Después de una conversación que solo evidencia su carácter y lo inmutable de su posición ante la vida, el autor reflexiona: “Hemos de aceptar a todos (…) ¿Acaso no son consecuencia ineludible del mismo pasado gracias al cual existo? Aceptar a todos como son, ¡como sean! Si no, ¿cómo me voy a aceptar a mí que también, ¡tantas veces!, me soy otro? Y desagradablemente otro. O peor: inevitablemente uno mismo”.
En esta frase que he traído del libro hay una palabra que está marcada en cursiva en el original: otro. Es una de las claves de esta historia. Y, ¿qué nos lleva a pensar? Pues que la historia de los otros también es mi historia. Si no acepto la historia de los otros, tampoco puedo aceptar mi propia historia. Mi biografía no se escribe sola, todas y todos somos personajes de otras biografías. Los contemporáneos provenimos de un pasado común, con todos sus matices visibles e invisibles.
Y, como también apunta este entrecomillado, a veces podemos ser unos otros desagradables. O, inevitablemente, uno mismo, sin opción a cambio –ni devolución–.
En la Historia, con mayúscula, se da esto también. Las comunidades, los pueblos, las naciones, no son islas flotantes sin conexión entre sí. No. La historia de cada grupo humano está impregnada de la historia de sus vecinos. Y, lo que es más: está impregnada de la historia del conjunto de la humanidad, por más lejana que pueda parecer una comunidad de otra. Tarde o temprano los hilos del tapiz mundial se van entrelazando.

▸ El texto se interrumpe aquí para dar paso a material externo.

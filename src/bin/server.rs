//! dayledger snapshot server
//!
//! Stores one shared snapshot for the `http` remote backend.
//!
//! # Configuration
//!
//! Environment variables:
//! - `DAYLEDGER_PORT`: Port to listen on (default: 8080)
//! - `DAYLEDGER_DATA_DIR`: Directory for the snapshot (default: ~/.local/share/dayledger-server)
//! - `DAYLEDGER_SERVER_CONFIG`: Path to config file (default: ~/.config/dayledger-server/config.yaml)
//!
//! # Config File Format
//!
//! ```yaml
//! api_keys:
//!   - key: "your-secret-key-here"
//!     name: "garage-laptop"
//! ```

use std::net::SocketAddr;
use std::path::PathBuf;

use dayledger::server::{router, ApiKeyStore, AppState, SnapshotStore};
use tracing_subscriber::{layer::SubscriberExt, util::SubscriberInitExt};

/// Server configuration
#[derive(Debug, Clone)]
struct Config {
    port: u16,
    data_dir: PathBuf,
    config_path: PathBuf,
}

impl Config {
    fn from_env() -> Self {
        let port = std::env::var("DAYLEDGER_PORT")
            .ok()
            .and_then(|p| p.parse().ok())
            .unwrap_or(8080);

        let data_dir = std::env::var("DAYLEDGER_DATA_DIR")
            .map(PathBuf::from)
            .unwrap_or_else(|_| {
                dirs::data_dir()
                    .unwrap_or_else(|| PathBuf::from("."))
                    .join("dayledger-server")
            });

        let config_path = std::env::var("DAYLEDGER_SERVER_CONFIG")
            .map(PathBuf::from)
            .unwrap_or_else(|_| {
                dirs::config_dir()
                    .unwrap_or_else(|| PathBuf::from("."))
                    .join("dayledger-server")
                    .join("config.yaml")
            });

        Self {
            port,
            data_dir,
            config_path,
        }
    }
}

#[tokio::main]
async fn main() {
    tracing_subscriber::registry()
        .with(
            tracing_subscriber::EnvFilter::try_from_default_env()
                .unwrap_or_else(|_| "dayledger_server=info,dayledger=info,tower_http=info".into()),
        )
        .with(tracing_subscriber::fmt::layer())
        .init();

    if let Err(e) = run(Config::from_env()).await {
        tracing::error!("{}", e);
        std::process::exit(1);
    }
}

async fn run(config: Config) -> Result<(), Box<dyn std::error::Error>> {
    std::fs::create_dir_all(&config.data_dir)?;

    tracing::info!("Data directory: {}", config.data_dir.display());
    tracing::info!("Config file: {}", config.config_path.display());

    let state = AppState::new(
        SnapshotStore::new(config.data_dir),
        ApiKeyStore::load(&config.config_path),
    );
    let app = router(state);

    let addr = SocketAddr::from(([0, 0, 0, 0], config.port));
    tracing::info!("Starting server on {}", addr);

    let listener = tokio::net::TcpListener::bind(addr).await?;
    axum::serve(listener, app).await?;

    Ok(())
}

Aceptar los acontecimientos desagradables, desgarradores, aberrantes, de los otros pueblos, nos ayuda a aceptar los nuestros. Y viceversa: trabajar por la propia memoria histórica, esclarecer aquellas heridas que aún no han sanado a nivel colectivo, tener ante los ojos “las diferentes verdades” y darles un trato resiliente, nos hace sensibles a los acontecimientos indeseables de los otros pueblos.
A fin de cuentas, todos somos seres humanos y es más lo que nos asemeja que lo que nos diferencia. También nos parecemos mucho a la hora de cometer atrocidades. La Historia es buena maestra en este aspecto. Imperios, dictaduras, guerras mundiales y guerras civiles, violaciones de derechos humanos, injusta distribución de la riqueza tanto entre países como al interior de ellos, racismo, clasismo, sexismo (y todos los ismos). Aceptar que como especie compartimos estas características de ADN antropológico y que, de alguna manera, lo vamos reproduciendo, es un primer y gran paso para relacionarnos de forma diferente con el pasado y, por tanto, con el presente. Y, como consecuencia, también para cambiar nuestras relaciones con el otro.
En una parte de la conversación de Graciela con Alfredo, ella le dice: “¿Acepta mis impertinencias?”. A lo que él contesta: “Son verdades”. Graciela va más allá: “¡Precisamente por eso se lo pregunto! ¡La gente acepta, en cambio, tan fácilmente las mentiras!”. Aunque duela la verdad en la Historia, aunque sea impertinente, libera y a la larga reconcilia.